*** Begin section ***

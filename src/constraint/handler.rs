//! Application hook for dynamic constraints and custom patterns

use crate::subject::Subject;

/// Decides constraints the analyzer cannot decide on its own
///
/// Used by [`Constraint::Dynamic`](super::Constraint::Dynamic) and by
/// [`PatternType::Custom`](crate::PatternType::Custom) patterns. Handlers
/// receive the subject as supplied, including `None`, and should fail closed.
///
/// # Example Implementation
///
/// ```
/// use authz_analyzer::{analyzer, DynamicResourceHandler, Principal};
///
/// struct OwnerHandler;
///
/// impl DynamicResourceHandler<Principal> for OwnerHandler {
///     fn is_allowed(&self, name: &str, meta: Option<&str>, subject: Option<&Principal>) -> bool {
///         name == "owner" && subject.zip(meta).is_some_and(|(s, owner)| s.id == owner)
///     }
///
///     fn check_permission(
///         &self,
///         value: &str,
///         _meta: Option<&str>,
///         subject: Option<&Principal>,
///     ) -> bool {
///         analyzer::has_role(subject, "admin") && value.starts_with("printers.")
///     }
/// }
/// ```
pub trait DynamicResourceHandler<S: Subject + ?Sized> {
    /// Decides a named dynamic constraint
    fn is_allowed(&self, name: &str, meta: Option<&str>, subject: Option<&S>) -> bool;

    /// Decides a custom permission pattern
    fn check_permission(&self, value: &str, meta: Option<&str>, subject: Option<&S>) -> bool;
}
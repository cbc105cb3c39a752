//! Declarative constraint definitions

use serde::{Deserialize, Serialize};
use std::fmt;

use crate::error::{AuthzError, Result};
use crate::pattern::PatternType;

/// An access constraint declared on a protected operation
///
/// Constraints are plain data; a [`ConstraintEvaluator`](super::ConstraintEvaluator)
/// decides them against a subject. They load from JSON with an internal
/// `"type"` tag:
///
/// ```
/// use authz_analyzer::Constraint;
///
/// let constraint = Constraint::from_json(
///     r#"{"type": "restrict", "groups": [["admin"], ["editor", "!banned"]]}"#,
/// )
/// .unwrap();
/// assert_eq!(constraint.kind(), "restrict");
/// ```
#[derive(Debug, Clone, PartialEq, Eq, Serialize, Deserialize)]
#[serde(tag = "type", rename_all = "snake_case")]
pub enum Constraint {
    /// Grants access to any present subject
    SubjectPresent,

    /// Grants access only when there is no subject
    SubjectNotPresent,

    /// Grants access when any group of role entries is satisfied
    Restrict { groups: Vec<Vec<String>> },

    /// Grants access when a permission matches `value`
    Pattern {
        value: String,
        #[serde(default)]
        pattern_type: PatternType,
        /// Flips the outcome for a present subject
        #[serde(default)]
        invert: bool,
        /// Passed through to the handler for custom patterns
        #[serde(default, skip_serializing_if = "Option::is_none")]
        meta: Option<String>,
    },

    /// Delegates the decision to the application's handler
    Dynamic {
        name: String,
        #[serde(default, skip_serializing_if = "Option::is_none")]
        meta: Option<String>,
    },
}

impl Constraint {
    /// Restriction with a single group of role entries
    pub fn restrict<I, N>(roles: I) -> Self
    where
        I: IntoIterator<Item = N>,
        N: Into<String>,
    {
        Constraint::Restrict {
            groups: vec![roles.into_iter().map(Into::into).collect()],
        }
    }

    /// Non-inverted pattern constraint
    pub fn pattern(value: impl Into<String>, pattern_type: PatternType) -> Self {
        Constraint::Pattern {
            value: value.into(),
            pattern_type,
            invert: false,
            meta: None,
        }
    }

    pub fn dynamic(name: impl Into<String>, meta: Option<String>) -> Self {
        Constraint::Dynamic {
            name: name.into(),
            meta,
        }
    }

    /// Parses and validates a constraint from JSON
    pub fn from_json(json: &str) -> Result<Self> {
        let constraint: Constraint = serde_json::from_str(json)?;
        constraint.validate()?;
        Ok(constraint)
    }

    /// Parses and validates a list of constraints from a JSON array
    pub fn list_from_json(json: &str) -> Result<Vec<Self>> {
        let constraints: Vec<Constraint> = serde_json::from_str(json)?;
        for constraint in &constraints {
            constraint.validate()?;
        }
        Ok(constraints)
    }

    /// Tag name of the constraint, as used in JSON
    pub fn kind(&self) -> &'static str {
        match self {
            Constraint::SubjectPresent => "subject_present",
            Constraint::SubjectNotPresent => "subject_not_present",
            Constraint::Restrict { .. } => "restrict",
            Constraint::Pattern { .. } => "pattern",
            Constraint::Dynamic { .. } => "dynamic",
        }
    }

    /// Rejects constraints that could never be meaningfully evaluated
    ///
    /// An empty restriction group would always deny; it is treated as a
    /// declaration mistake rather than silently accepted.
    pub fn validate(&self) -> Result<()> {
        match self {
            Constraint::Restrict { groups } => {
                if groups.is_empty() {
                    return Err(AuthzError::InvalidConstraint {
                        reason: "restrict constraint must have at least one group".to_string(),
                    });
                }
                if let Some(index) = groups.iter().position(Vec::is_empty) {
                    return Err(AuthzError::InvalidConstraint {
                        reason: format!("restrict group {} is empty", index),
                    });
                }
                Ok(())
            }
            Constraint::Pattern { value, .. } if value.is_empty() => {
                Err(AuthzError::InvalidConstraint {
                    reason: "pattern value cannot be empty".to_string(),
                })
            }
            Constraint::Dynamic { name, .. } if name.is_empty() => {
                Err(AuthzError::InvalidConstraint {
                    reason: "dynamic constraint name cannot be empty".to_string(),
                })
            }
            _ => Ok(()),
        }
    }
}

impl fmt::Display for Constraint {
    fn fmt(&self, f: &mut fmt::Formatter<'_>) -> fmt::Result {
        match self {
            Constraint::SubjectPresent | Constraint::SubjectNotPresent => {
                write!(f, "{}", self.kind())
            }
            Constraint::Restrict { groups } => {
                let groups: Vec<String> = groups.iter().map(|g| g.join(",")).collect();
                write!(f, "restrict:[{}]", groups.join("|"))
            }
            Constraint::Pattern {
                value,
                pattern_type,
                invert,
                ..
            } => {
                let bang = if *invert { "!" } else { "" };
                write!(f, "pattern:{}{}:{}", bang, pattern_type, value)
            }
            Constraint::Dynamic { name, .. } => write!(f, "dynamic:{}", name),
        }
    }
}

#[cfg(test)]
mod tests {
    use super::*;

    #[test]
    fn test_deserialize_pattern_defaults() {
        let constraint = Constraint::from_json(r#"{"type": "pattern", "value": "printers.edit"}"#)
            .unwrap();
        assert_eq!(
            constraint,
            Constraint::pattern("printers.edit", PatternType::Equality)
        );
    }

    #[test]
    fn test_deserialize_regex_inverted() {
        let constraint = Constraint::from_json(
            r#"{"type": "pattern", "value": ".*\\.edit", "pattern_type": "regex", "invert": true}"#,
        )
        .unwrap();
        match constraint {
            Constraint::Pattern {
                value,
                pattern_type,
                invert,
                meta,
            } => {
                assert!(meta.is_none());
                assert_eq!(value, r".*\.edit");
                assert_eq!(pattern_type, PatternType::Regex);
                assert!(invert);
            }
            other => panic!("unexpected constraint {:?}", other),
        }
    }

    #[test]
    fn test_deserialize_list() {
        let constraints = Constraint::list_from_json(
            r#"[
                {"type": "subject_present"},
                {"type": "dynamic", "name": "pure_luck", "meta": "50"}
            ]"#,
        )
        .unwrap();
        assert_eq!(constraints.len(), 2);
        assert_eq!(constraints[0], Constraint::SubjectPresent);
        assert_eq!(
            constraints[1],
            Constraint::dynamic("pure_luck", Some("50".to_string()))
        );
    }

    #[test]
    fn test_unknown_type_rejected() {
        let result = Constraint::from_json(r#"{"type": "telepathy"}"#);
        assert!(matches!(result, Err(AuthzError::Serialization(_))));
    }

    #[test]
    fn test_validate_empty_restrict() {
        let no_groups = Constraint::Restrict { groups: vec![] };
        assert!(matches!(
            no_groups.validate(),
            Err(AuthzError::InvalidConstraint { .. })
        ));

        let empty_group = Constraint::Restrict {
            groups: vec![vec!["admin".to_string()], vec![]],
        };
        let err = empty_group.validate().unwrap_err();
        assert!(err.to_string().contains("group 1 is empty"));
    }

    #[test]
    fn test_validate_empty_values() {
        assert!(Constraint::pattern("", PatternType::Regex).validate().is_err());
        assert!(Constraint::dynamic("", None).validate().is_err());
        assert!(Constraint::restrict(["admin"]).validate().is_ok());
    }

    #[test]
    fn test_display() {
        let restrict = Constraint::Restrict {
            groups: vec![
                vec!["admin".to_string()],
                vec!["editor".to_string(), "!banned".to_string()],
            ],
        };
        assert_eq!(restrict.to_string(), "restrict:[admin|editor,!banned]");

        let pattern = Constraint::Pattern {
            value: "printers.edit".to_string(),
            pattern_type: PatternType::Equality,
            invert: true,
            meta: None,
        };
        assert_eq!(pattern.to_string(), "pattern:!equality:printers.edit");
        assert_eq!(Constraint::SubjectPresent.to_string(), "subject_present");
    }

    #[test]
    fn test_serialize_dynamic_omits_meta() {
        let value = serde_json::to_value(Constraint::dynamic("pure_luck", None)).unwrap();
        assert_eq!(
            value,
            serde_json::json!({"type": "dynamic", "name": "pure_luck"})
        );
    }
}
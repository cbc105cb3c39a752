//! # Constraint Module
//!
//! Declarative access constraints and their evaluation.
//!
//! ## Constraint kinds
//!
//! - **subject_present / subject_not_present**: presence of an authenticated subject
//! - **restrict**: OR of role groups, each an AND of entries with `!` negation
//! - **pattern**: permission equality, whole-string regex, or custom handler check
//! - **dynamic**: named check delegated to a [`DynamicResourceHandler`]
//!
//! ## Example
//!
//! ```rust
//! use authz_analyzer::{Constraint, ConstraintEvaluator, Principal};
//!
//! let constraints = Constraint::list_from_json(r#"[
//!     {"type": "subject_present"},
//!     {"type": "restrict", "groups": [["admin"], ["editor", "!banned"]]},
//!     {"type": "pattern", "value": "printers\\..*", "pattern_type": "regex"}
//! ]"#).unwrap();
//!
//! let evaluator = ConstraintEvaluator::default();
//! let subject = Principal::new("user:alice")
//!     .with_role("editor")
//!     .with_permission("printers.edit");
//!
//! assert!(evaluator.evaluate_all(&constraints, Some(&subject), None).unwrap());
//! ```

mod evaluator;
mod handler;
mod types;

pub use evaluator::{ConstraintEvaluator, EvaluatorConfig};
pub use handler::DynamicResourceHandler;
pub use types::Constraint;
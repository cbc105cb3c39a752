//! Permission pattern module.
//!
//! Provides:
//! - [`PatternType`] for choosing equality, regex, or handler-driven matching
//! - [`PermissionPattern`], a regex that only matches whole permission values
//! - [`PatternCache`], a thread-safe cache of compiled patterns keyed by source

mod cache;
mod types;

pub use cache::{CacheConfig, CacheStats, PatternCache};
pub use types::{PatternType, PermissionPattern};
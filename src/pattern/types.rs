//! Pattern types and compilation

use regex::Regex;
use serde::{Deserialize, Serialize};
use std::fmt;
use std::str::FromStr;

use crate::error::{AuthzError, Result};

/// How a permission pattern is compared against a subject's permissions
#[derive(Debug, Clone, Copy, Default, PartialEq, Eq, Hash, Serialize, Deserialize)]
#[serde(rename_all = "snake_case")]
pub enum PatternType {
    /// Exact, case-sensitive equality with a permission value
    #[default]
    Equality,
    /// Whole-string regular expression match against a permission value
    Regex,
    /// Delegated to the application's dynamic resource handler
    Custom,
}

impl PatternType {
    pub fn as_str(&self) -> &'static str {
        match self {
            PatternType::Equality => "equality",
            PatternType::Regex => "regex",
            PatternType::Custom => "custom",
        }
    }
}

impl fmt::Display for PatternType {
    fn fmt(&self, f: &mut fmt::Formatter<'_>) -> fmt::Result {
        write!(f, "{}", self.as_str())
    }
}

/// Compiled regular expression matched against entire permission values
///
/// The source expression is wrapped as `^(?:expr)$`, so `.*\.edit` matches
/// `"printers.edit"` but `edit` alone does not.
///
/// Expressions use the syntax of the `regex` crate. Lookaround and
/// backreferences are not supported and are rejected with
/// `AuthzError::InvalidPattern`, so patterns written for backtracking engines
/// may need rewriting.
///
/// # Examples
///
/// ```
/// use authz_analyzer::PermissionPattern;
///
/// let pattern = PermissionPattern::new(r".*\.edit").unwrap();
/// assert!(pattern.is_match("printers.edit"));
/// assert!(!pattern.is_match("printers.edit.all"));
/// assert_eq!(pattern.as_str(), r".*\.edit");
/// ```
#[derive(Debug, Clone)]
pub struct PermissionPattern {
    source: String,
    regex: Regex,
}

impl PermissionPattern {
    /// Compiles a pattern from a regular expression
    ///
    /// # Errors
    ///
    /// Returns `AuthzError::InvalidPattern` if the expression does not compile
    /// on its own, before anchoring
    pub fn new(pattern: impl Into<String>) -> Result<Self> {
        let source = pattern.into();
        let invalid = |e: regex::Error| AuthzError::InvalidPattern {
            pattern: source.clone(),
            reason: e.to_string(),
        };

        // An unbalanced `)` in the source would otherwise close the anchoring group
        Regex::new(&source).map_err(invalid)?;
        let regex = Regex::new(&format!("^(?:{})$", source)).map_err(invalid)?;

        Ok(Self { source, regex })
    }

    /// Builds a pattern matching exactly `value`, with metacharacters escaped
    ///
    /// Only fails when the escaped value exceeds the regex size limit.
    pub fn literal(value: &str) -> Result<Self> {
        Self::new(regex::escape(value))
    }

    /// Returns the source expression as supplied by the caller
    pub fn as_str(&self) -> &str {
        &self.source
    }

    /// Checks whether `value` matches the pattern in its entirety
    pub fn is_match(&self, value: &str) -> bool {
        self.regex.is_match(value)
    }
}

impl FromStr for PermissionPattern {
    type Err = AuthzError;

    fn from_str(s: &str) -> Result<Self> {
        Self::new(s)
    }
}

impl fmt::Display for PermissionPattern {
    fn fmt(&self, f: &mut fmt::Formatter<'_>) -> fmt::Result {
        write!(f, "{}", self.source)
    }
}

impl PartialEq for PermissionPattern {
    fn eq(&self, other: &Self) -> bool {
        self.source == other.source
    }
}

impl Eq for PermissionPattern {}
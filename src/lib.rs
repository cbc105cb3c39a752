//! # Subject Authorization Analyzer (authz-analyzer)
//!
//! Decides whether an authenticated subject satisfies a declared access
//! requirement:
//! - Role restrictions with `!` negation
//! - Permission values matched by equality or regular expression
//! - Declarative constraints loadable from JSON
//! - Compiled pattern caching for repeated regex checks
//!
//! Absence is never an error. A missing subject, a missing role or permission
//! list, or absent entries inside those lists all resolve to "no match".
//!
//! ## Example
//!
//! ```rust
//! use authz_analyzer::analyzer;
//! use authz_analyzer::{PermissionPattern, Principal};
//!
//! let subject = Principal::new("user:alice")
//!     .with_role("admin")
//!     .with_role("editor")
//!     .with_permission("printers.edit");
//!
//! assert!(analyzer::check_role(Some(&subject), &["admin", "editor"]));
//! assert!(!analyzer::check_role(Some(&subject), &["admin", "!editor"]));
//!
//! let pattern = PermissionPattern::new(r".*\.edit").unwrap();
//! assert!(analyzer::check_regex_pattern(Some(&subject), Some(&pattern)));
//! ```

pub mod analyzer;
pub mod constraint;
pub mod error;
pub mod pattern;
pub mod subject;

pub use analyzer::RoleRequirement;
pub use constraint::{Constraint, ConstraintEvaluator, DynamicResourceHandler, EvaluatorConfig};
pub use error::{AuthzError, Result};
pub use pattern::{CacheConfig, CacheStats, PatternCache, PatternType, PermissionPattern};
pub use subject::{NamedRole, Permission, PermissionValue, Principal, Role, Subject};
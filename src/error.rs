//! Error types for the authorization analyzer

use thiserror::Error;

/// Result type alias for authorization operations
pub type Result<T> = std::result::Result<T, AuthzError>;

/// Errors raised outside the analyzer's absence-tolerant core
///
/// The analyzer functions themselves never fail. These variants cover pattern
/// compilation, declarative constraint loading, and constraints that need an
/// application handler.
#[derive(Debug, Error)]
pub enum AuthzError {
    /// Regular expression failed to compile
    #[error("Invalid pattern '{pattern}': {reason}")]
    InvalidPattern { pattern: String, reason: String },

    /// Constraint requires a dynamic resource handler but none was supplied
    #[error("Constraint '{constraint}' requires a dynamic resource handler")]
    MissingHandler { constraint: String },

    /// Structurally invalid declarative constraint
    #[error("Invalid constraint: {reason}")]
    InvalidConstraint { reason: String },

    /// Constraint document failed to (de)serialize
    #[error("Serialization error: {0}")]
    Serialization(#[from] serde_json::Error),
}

*** End section ***

- [ACTIVITY]: One number only, please: the count of lines in the material holding the word "reason".

- [RESULT OF THIS EXERCISE]: 9